All News 09:00 April 03, 2021

SEOUL, April 3 (Yonhap) -- Non-regular workers have been hit harder by the economic fallout from the new coronavirus pandemic than regular workers, a survey showed Saturday.

In a survey on 1,000 salaried workers aged 19 or above conducted from March 17-23 by pollster Embrain Public, 18.6 percent said they experienced unemployment since COVID-19 broke out here in January of last year.

By employment type, 35.8 percent of non-regular workers experienced job loss, about five times higher than the corresponding rate of 7.2 percent for regular workers, the poll found.

It said 34.8 percent of all respondents suffered income reduction over the past year, and the damage was more extensive among non-regulars. Nearly six in 10 non-regulars, or 58.3 percent, complained of pay cut, compared with 19.2 percent of regulars.

One in five respondents, or 21.3 percent, said they were forced to take leave. The proportion of involuntary leave was far higher among non-regulars at 35.5 percent, compared to 11.8 percent for regular workers, according to the survey.

This March 24, 2021, photo shows a man talking to a counselor to receive state unemployment benefits at a job center in western Seoul. (Yonhap)

Almost half of the respondents, or 43.9 percent, said their employment status is unstable and the sense of employment insecurity was also far higher among non-regulars.

The survey found 63.8 percent of non-regulars feel insecure about their employment, compared with 30.7 percent for regular workers.
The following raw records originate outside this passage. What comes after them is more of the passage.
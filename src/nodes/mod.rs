//! Public nodes
//!
//! Locally defined handlers reachable by name. A node is constructed from the
//! request arguments, validates them into a typed input and calls one or more
//! remote handles to produce its output.
//!
//! Validation failures are returned as `{"error": {"type":
//! "invalid_request_error", ...}}` results, so the router answers 400. Remote
//! failures propagate as [`NodeError`] and become 500s.

mod audio;
mod image;
mod segment;
mod text;

use async_trait::async_trait;
use serde::de::DeserializeOwned;
use serde_json::{Map, Value};
use std::collections::BTreeMap;
use std::marker::PhantomData;

use crate::error::{DispatchError, ErrorOut, NodeError};
use crate::remote::{RemoteHandle, VariantOptions, WorkerCall, WorkerClient};
use crate::router::RequestContext;

/// What a node sees while running
pub struct NodeContext<'a> {
    pub request: &'a RequestContext,
    pub workers: &'a dyn WorkerClient,
}

impl NodeContext<'_> {
    /// Invoke a remote handle with arguments built by the node
    ///
    /// Null arguments are dropped so workers apply their own defaults.
    pub async fn call(&self, handle: RemoteHandle, args: Value) -> Result<Value, DispatchError> {
        let args = compact(args);
        self.workers
            .invoke(WorkerCall {
                handle,
                args: &args,
                options: &VariantOptions::None,
                context: self.request,
            })
            .await
    }
}

fn compact(args: Value) -> Map<String, Value> {
    match args {
        Value::Object(map) => map.into_iter().filter(|(_, v)| !v.is_null()).collect(),
        _ => Map::new(),
    }
}

/// Decode a worker result into a typed output
pub fn decode_output<T: DeserializeOwned>(
    handle: RemoteHandle,
    value: Value,
) -> Result<T, NodeError> {
    serde_json::from_value(value).map_err(|e| NodeError::UnexpectedOutput {
        handle: handle.name(),
        detail: e.to_string(),
    })
}

/// Serialize a node output into a handler result
pub fn encode_output<T: serde::Serialize>(
    handle: RemoteHandle,
    output: &T,
) -> Result<Value, NodeError> {
    serde_json::to_value(output).map_err(|e| NodeError::UnexpectedOutput {
        handle: handle.name(),
        detail: e.to_string(),
    })
}

/// A runnable node instance
#[async_trait]
pub trait PublicNode: Send + Sync {
    async fn run(&self, ctx: &NodeContext<'_>) -> Result<Value, NodeError>;
}

/// Typed node input; executing it performs the node's work
#[async_trait]
pub trait NodeInput: DeserializeOwned + Send + Sync + 'static {
    async fn execute(self, ctx: &NodeContext<'_>) -> Result<Value, NodeError>;
}

/// Node holding raw arguments until it runs
pub struct Node<I> {
    args: Map<String, Value>,
    input: PhantomData<fn() -> I>,
}

impl<I: NodeInput> Node<I> {
    pub fn boxed(args: Map<String, Value>) -> Box<dyn PublicNode> {
        Box::new(Self {
            args,
            input: PhantomData,
        })
    }
}

#[async_trait]
impl<I: NodeInput> PublicNode for Node<I> {
    async fn run(&self, ctx: &NodeContext<'_>) -> Result<Value, NodeError> {
        match serde_json::from_value::<I>(Value::Object(self.args.clone())) {
            Ok(input) => input.execute(ctx).await,
            Err(e) => Ok(ErrorOut::invalid_request(e.to_string()).into_result()),
        }
    }
}

/// Constructor stored in the registry
pub type NodeFactory = fn(Map<String, Value>) -> Box<dyn PublicNode>;

/// Static table of public nodes, keyed by name
pub struct NodeRegistry {
    nodes: BTreeMap<&'static str, NodeFactory>,
}

impl NodeRegistry {
    pub const fn empty() -> Self {
        Self {
            nodes: BTreeMap::new(),
        }
    }

    /// Registry with every built-in node
    pub fn builtin() -> Self {
        let mut registry = Self::empty();
        text::register(&mut registry);
        image::register(&mut registry);
        segment::register(&mut registry);
        audio::register(&mut registry);
        registry
    }

    pub fn register(&mut self, name: &'static str, factory: NodeFactory) {
        self.nodes.insert(name, factory);
    }

    pub fn register_input<I: NodeInput>(&mut self, name: &'static str) {
        self.register(name, Node::<I>::boxed);
    }

    /// Instantiate the named node with the request arguments
    pub fn construct(&self, name: &str, args: Map<String, Value>) -> Option<Box<dyn PublicNode>> {
        self.nodes.get(name).map(|factory| factory(args))
    }

    #[cfg(test)]
    pub fn contains(&self, name: &str) -> bool {
        self.nodes.contains_key(name)
    }

    #[cfg(test)]
    pub fn names(&self) -> impl Iterator<Item = &'static str> + '_ {
        self.nodes.keys().copied()
    }

    pub fn len(&self) -> usize {
        self.nodes.len()
    }

    #[cfg(test)]
    pub fn is_empty(&self) -> bool {
        self.nodes.is_empty()
    }
}

impl Default for NodeRegistry {
    fn default() -> Self {
        Self::builtin()
    }
}

/// Map a caller-facing 0..10 knob onto 0..`scale`
pub fn rescale(value: Option<f64>, scale: f64) -> Option<f64> {
    value.map(|v| (v / 10.0) * scale)
}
The economic damage has been largely concentrated on non-regular workers, including freelancers and subcontracted employees, Gabjil 119, a pro-labor civic organization said, calling on the government to hand out disaster relief for those who are not covered by employment insurance benefits.

Red bars in this image, provided by Gabjil 119, show the proportions of non-regular, blue-collar and female workers who experienced unemployment over the past year, compared with regular, white-collar and male workers. (PHOTO NOT FOR SALE) (Yonhap)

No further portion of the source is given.